Provided entries: Begin
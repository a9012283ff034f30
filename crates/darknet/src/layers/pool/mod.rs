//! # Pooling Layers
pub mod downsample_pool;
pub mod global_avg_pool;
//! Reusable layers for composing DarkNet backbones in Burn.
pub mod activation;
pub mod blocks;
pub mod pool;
Provided entries: End
=== What you should do ===
Retype all of the material. Each line must match exactly.

=== Answer for the task ===
repository a9012283ff034f30
filename crates/darknet/src/layers/pool/mod.rs
//! # Pooling Layers
pub mod downsample_pool;
pub mod global_avg_pool;
//! Reusable layers for composing DarkNet backbones in Burn.
pub mod activation;
pub mod blocks;
pub mod pool;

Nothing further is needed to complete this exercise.